Co-culturing of neurosphere-derived oligodendrocyte like cells by motorneurons derived from mesenchymal stem cells for production of myelin

Background and Objective: One of the approaches for treatment of demylination diseases is cell therapy. Stem cells have been used as a source for generating oligodendrocyte. In a previous communication, the oligodendrocyte-like cells (OLCs) were generated from bone marrow stromal cells (BMSCs) using preinducers (dimethyl sulfoxide and retinoic acid) and induction protocol (PDGF, bFGF, heregulin and T3). In this investigation, we tried to increase the yield of oligodendrocyte-like cells (OLCs) by inducing the neural stem cells generated from neurospheres-derived BMSCs.
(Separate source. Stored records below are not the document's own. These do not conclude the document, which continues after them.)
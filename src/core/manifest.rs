//! Typed view of the workspace `package.json` dependency tables.

use std::collections::BTreeMap;

use serde::{Deserialize, Serialize};

use crate::error::Result;
use crate::tree::{self, Tree};

pub const MANIFEST_FILE: &str = "package.json";

/// Which dependency table a version requirement came from.
#[derive(Debug, Clone, Copy, PartialEq, Eq, Serialize)]
#[serde(rename_all = "camelCase")]
pub enum DependencyKind {
    Direct,
    Development,
}

/// Dependency tables of a manifest. Missing tables deserialize as empty;
/// every other manifest field is ignored.
#[derive(Debug, Clone, Default, PartialEq, Eq, Serialize, Deserialize)]
#[serde(rename_all = "camelCase")]
pub struct Manifest {
    #[serde(default)]
    pub dependencies: BTreeMap<String, String>,
    #[serde(default)]
    pub dev_dependencies: BTreeMap<String, String>,
}

impl Manifest {
    pub fn table(&self, kind: DependencyKind) -> &BTreeMap<String, String> {
        match kind {
            DependencyKind::Direct => &self.dependencies,
            DependencyKind::Development => &self.dev_dependencies,
        }
    }

    /// Declared requirement for `package`, development table first.
    pub fn declared(&self, package: &str) -> Option<(DependencyKind, &str)> {
        [DependencyKind::Development, DependencyKind::Direct]
            .into_iter()
            .find_map(|kind| self.table(kind).get(package).map(|v| (kind, v.as_str())))
    }
}

/// Read the workspace manifest from the tree root.
///
/// Always reads the current content; nothing is cached between calls.
pub fn read_manifest<T: Tree + ?Sized>(tree: &T) -> Result<Manifest> {
    tree::read_json(tree, MANIFEST_FILE)
}

#[cfg(test)]
mod tests {
    use super::*;
    use crate::tree::MemoryTree;

    #[test]
    fn missing_tables_default_to_empty() {
        let manifest: Manifest = serde_json::from_str(r#"{"name": "ws"}"#).unwrap();
        assert!(manifest.dependencies.is_empty());
        assert!(manifest.dev_dependencies.is_empty());
    }

    #[test]
    fn declared_prefers_development_table() {
        let manifest: Manifest = serde_json::from_str(
            r#"{
                "dependencies": {"react": "^18.0.0"},
                "devDependencies": {"react": "^18.3.1", "vite": "^5.0.0"}
            }"#,
        )
        .unwrap();

        assert_eq!(
            manifest.declared("react"),
            Some((DependencyKind::Development, "^18.3.1"))
        );
        assert_eq!(manifest.declared("left-pad"), None);
    }

    #[test]
    fn non_string_versions_fail_at_the_boundary() {
        let tree = MemoryTree::new().with_file("package.json", r#"{"dependencies": {"react": 18}}"#);
        let err = read_manifest(&tree).unwrap_err();
        assert_eq!(err.code.as_str(), "config.invalid_json");
    }

    #[test]
    fn read_manifest_sees_latest_content() {
        let mut tree = MemoryTree::new().with_file("package.json", "{}");
        assert!(read_manifest(&tree).unwrap().declared("react").is_none());

        tree.write("package.json", r#"{"dependencies": {"react": "^18.2.0"}}"#)
            .unwrap();
        assert_eq!(
            read_manifest(&tree).unwrap().declared("react"),
            Some((DependencyKind::Direct, "^18.2.0"))
        );
    }
}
Materials and Methods: In this research study, BMSCs of adult female rats were expanded and then induced to form neurospheres (NS) using B27, the epidermal growth factor (EGF) and the basic fibroblast growth factor (bFGF), and subsequent isolation of neural stem cells (NSCs). This was followed by induction of the NSCs into OLCs with heregulin, PDGF-AA, bFGF and T3. BMSCs, NS, NSCs and OLCs were characterized using immunocytochemistry for fibronectin, CD44, CD90, CD45, Oct-4, O4, Oligo2, O1 and MBP markers. PDGF receptor α (PDGFR-α), Olig2 and MOG expression were evaluated using RT-PCR.

Results: The BMSCs expressed CD44, CD90, CD106 and Oct-4 the NSCs were immunoreactive to nestin and NF68, while the OLCs were immunoreactive to O4, Oligo2 and O1. In differentiating OLCs, Olig2 and PDGFR-α mRNA was detected using RT-PCR technique.

Conclusion: Functional OLCs were generated from BMSCs-derived NS with high yield and were able to produce myelin after co-culture by motor neurons.